Cloud Computing, left, ridden by Javier Castellano, wins the 142nd Preakness Stakes horse race ahead of Classic Empire, ridden by Julien Leparoux, Saturday, May 20, 2017, at Pimlico Race Course in Baltimore. (AP Photo/Mike Stewart)
By MARK HOFFMAN
For The Recorder
For many, the Memorial Day weekend is the unofficial start of summer. In the past, summertime racing kicked off in full throttle mode this last weekend in May. But in recent years, the racing stakes schedule has been more pointed toward big marquee graded stakes races.
Stake races have been clumped together on big days alongside the Kentucky Derby, Preakness and Belmont Stakes. Churchill Downs and Pimlico have their biggest days with stakes races the first and third Saturdays of May. It was a different story for Belmont Park, until recently.
It all changed three years ago when the New York Racing Association moved several of its stakes to Belmont Stakes day in June. Up until 10 years ago, the Peter Pan Stakes — which is the New York prep for the Belmont Stakes — was contested the Saturday or Sunday of Memorial Day weekend. Now, it’s contested between the Kentucky Derby and Preakness Stakes. The biggest race to change dates was the Metropolitan Mile, which was always the Memorial Day staple. Moving this along with several other minor stakes, NYRA has made a monster stakes card on Belmont Stakes day.
When looking at this weekend’s stakes schedule across the country, it comes up a bit weak. There is only two Grade I races, both at Santa Anita in the Gold Cup (which was formerly contested at Hollywood Park) and the Gamely Stakes on the turf for filly and mares.
In the past, Monmouth Park on the Jersey shore was a major player on this holiday weekend. The Red Bank Stakes is only graded race run there this weekend. But in New York, there are none. Today’s race is just listed, no stakes tomorrow and on Monday, there are six New York-bred races which are only for statebred runners. The days of graded stakes kicking off summer in North America are a thing of the past.
There will be no Triple Crown attempt on the line this year again with last Saturday’s results in the Preakness. When headed, Always Dreaming folded up like a tent. Cloud Computing ran down Classic Empire — and at this time it looks like neither of the winners in the first two legs of the Triple Crown rwill be entering the Belmont Stakes in two weeks.

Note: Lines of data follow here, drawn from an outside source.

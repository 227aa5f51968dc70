//! Per-provider results and the outcome of a whole check run.

use std::fmt;
use std::time::Duration;

use crate::provider::{ProviderError, ProviderKind};

use super::listing::QuotedList;

/// What one provider reported during a run.
///
/// Created once per provider and never modified afterwards.
#[derive(Debug, Clone, PartialEq, Eq)]
pub struct ProviderResult {
    /// Provider that was queried
    pub provider: ProviderKind,
    /// Body as received, if the request succeeded
    pub raw_response: Option<String>,
    /// Candidate address, if the body could be parsed
    pub parsed_ip: Option<String>,
    /// Whether `parsed_ip` equals the expected address
    pub matched: bool,
    /// What to report when not matched: the mismatching address itself or
    /// the retrieval/parse error line. `None` when matched.
    pub error_message: Option<String>,
}

impl ProviderResult {
    /// Compares a fetch result against the expected address.
    ///
    /// Retrieval failures, parse failures and mismatches all produce a
    /// non-matching result with a message for the failure list.
    #[must_use]
    pub fn evaluate(
        provider: ProviderKind,
        expected_ip: &str,
        fetched: Result<String, ProviderError>,
    ) -> Self {
        let raw = match fetched {
            Ok(raw) => raw,
            Err(e) => return Self::failed(provider, None, &e),
        };

        match provider.parse(&raw) {
            Ok(ip) => {
                let matched = ip == expected_ip;
                Self {
                    provider,
                    raw_response: Some(raw),
                    error_message: (!matched).then(|| ip.clone()),
                    parsed_ip: Some(ip),
                    matched,
                }
            }
            Err(e) => Self::failed(provider, Some(raw), &e),
        }
    }

    fn failed(provider: ProviderKind, raw_response: Option<String>, error: &ProviderError) -> Self {
        Self {
            provider,
            raw_response,
            parsed_ip: None,
            matched: false,
            error_message: Some(error.to_string()),
        }
    }

    /// True when the provider produced no candidate address at all.
    #[must_use]
    pub const fn is_retrieval_failure(&self) -> bool {
        self.parsed_ip.is_none()
    }
}

/// Result of one check run across all queried providers.
///
/// Counts and the overall verdict are derived from `results`, so they can
/// never disagree with it.
#[derive(Debug, Clone, PartialEq, Eq)]
pub struct CheckOutcome {
    /// Address the operator expects to see
    pub expected_ip: String,
    /// One entry per queried provider, in query order
    pub results: Vec<ProviderResult>,
    /// Time spent on the whole sequence of queries
    pub elapsed: Duration,
}

impl CheckOutcome {
    /// Number of providers that reported the expected address.
    #[must_use]
    pub fn success_count(&self) -> usize {
        self.results.iter().filter(|r| r.matched).count()
    }

    /// Number of providers queried.
    #[must_use]
    pub fn total_count(&self) -> usize {
        self.results.len()
    }

    /// Aggregate success: at least one provider matched.
    #[must_use]
    pub fn at_least_one_match(&self) -> bool {
        self.results.iter().any(|r| r.matched)
    }

    /// Elapsed time in fractional seconds.
    #[must_use]
    pub fn elapsed_seconds(&self) -> f64 {
        self.elapsed.as_secs_f64()
    }

    /// Mismatching addresses and error lines, in query order.
    #[must_use]
    pub fn failure_messages(&self) -> Vec<&str> {
        self.results
            .iter()
            .filter_map(|r| r.error_message.as_deref())
            .collect()
    }
}

/// The one-line summary printed for the monitoring system.
impl fmt::Display for CheckOutcome {
    fn fmt(&self, f: &mut fmt::Formatter<'_>) -> fmt::Result {
        if self.at_least_one_match() {
            write!(
                f,
                "OK - External IP address appears to be {} as expected, {}/{} IP address \
                 services succeeded. Elapsed time: {:.2} seconds.",
                self.expected_ip,
                self.success_count(),
                self.total_count(),
                self.elapsed_seconds(),
            )
        } else {
            write!(
                f,
                "CRITICAL - Expected {}, but none matched. Got following mismatching addresses \
                 or errors from IP Address services: {}. Elapsed time: {:.2} seconds.",
                self.expected_ip,
                QuotedList(&self.failure_messages()),
                self.elapsed_seconds(),
            )
        }
    }
}
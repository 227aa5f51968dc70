//! Production HTTP client implementation using reqwest.

use super::{HttpClient, HttpError, HttpRequest, HttpResponse};

/// Production HTTP client using reqwest.
///
/// A thin wrapper around `reqwest::Client` that implements [`HttpClient`].
/// No client-wide timeout is configured; each [`HttpRequest`] carries its own.
///
/// # Example
///
/// ```no_run
/// use check_static_ip::http::{HttpClient, HttpRequest, ReqwestClient};
/// use url::Url;
///
/// # async fn example() -> Result<(), Box<dyn std::error::Error>> {
/// let client = ReqwestClient::new();
/// let url = Url::parse("https://api.ipify.org")?;
/// let response = client.request(HttpRequest::get(url)).await?;
/// println!("Status: {}", response.status);
/// # Ok(())
/// # }
/// ```
#[derive(Debug, Clone)]
pub struct ReqwestClient {
    inner: reqwest::Client,
}

impl ReqwestClient {
    /// Creates a new HTTP client with default configuration.
    #[must_use]
    pub fn new() -> Self {
        Self {
            inner: reqwest::Client::new(),
        }
    }
}

impl Default for ReqwestClient {
    fn default() -> Self {
        Self::new()
    }
}

fn classify(e: reqwest::Error) -> HttpError {
    if e.is_timeout() {
        HttpError::Timeout
    } else if e.is_builder() {
        HttpError::InvalidUrl(e.to_string())
    } else {
        HttpError::Connection(Box::new(e))
    }
}

impl HttpClient for ReqwestClient {
    async fn request(&self, req: HttpRequest) -> Result<HttpResponse, HttpError> {
        let mut builder = self.inner.request(req.method, req.url.as_str());

        if let Some(timeout) = req.timeout {
            builder = builder.timeout(timeout);
        }

        let response = builder.send().await.map_err(classify)?;

        let status = response.status();
        // The timeout also covers reading the body
        let body = response.bytes().await.map_err(classify)?.to_vec();

        Ok(HttpResponse::new(status, body))
    }
}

Classic Empire and Lookin At Lee are the only two holdovers from the first two races. Hit with bad luck so far, Classic Empiree quite possibly may be only the second horse in 30 years that I would select first in all three Triple Crown races. His effort last Saturday proved that he is still the best runner from this 3-year-old crop. That may not be saying much, but he’ll be the horse to beat in a full field of runners trying the classic marathon distance of a mile and a half in the “test of the champion.”